[auth48] Re: [AD] AUTH48: RFC-to-be 9975 <draft-ietf-dnsop-cds-consistency-11> for your review

[Megan Ferguson <mferguson@staff.rfc-editor.org>]

Hi Peter (and *Med),

[*Med - please review/approve the following text additions in Peter’s mail or the lastdiff files below.]

Thank you for sending along these updates.  We have incorporated them in the files as requested.

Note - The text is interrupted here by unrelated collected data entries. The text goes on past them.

pub mod timing;
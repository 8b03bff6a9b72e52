use std::io::{BufRead, Write};
use std::sync::Arc;

use anyhow::Context;
use clap::Parser;
use tokio::sync::mpsc;
use tokio::signal;
use tracing::{info, warn};

use rtt_monitor::config::{self, Cli, Command, SampleArgs, ServeArgs};
use rtt_monitor::sampler::{render, Sampler, Scheduler};
use rtt_monitor::server::ServerHandle;
use rtt_monitor::stats::RttStore;
use rtt_monitor::{logging, AppState};

#[tokio::main]
async fn main() -> anyhow::Result<()> {
    let cli = Cli::parse();
    logging::init(&cli.log_level)?;

    match cli.command {
        Command::Serve(args) => serve(args).await,
        Command::Sample(args) => sample(args).await,
    }
}

// ─── Aggregator ──────────────────────────────────────────────────

async fn serve(args: ServeArgs) -> anyhow::Result<()> {
    args.validate()?;

    // Constructed once, injected into every handler
    let state = AppState::new(Arc::new(RttStore::new()));

    let server = ServerHandle::spawn(args.bind, state.clone(), &args.static_dir)
        .await
        .with_context(|| format!("failed to bind {}", args.bind))?;

    let addr = server.local_addr();
    info!("page    → http://{addr}/");
    info!("ping    → POST http://{addr}/ping");
    info!("stats   → GET  http://{addr}/stats/{{clientId}}");

    shutdown_signal().await;
    info!(clients = state.store.client_count(), "shutting down");
    server.shutdown().await?;
    Ok(())
}

// ─── Sampler ─────────────────────────────────────────────────────

async fn sample(args: SampleArgs) -> anyhow::Result<()> {
    args.validate()?;

    let sampler = Arc::new(Sampler::new(
        &args.server,
        args.client_id.clone(),
        args.timeout(),
    )?);
    let mut views = sampler.subscribe();

    let mut scheduler = Scheduler::new(sampler.clone());
    scheduler.start(args.interval()?);

    info!(
        client_id = sampler.client_id(),
        server = %args.server,
        "type a number of seconds and press enter to change the interval"
    );

    let mut lines = spawn_stdin_reader();
    let mut stdin_open = true;

    let shutdown = shutdown_signal();
    tokio::pin!(shutdown);

    loop {
        tokio::select! {
            changed = views.changed() => {
                if changed.is_err() {
                    break;
                }
                let text = render::render(&views.borrow_and_update());
                // Clear screen, home cursor
                print!("\x1b[2J\x1b[H{text}");
                let _ = std::io::stdout().flush();
            }
            line = lines.recv(), if stdin_open => {
                match line {
                    Some(line) => apply_interval(&mut scheduler, line.trim()),
                    None => stdin_open = false,
                }
            }
            _ = &mut shutdown => break,
        }
    }

    scheduler.stop();
    Ok(())
}

/// Forward stdin lines from a plain thread so a pending read never holds
/// up runtime shutdown.
fn spawn_stdin_reader() -> mpsc::UnboundedReceiver<String> {
    let (tx, rx) = mpsc::unbounded_channel();
    std::thread::spawn(move || {
        for line in std::io::stdin().lock().lines() {
            match line {
                Ok(line) => {
                    if tx.send(line).is_err() {
                        break;
                    }
                }
                Err(_) => break,
            }
        }
    });
    rx
}

fn apply_interval(scheduler: &mut Scheduler, input: &str) {
    if input.is_empty() {
        return;
    }
    let parsed = input
        .parse::<f64>()
        .map_err(|e| rtt_monitor::RttError::config(e.to_string()))
        .and_then(config::parse_interval);
    match parsed {
        Ok(interval) => scheduler.set_interval(interval),
        Err(err) => warn!(error = %err, input, "interval unchanged"),
    }
}

#[cfg(unix)]
async fn shutdown_signal() {
    use tokio::signal::unix::{signal as unix_signal, SignalKind};

    let mut term = match unix_signal(SignalKind::terminate()) {
        Ok(term) => term,
        Err(_) => {
            let _ = signal::ctrl_c().await;
            return;
        }
    };

    tokio::select! {
        _ = signal::ctrl_c() => {},
        _ = term.recv() => {},
    }
}

#[cfg(not(unix))]
async fn shutdown_signal() {
    let _ = signal::ctrl_c().await;
}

  The files have been posted here (please refresh):
   https://www.rfc-editor.org/authors/rfc9975.txt
   https://www.rfc-editor.org/authors/rfc9975.pdf
   https://www.rfc-editor.org/authors/rfc9975.html
   https://www.rfc-editor.org/authors/rfc9975.xml

  The diff files have been posted here (please refresh):
   https://www.rfc-editor.org/authors/rfc9975-diff.html (comprehensive)
   https://www.rfc-editor.org/authors/rfc9975-rfcdiff.html (side by side)

   https://www.rfc-editor.org/authors/rfc9975-auth48diff.html (AUTH48 changes only)
   https://www.rfc-editor.org/authors/rfc9975-auth48rfcdiff.html (side by side)

   https://www.rfc-editor.org/authors/rfc9975-lastdiff.html (last version to this)
   https://www.rfc-editor.org/authors/rfc9975-lastrfcdiff.html (side by side)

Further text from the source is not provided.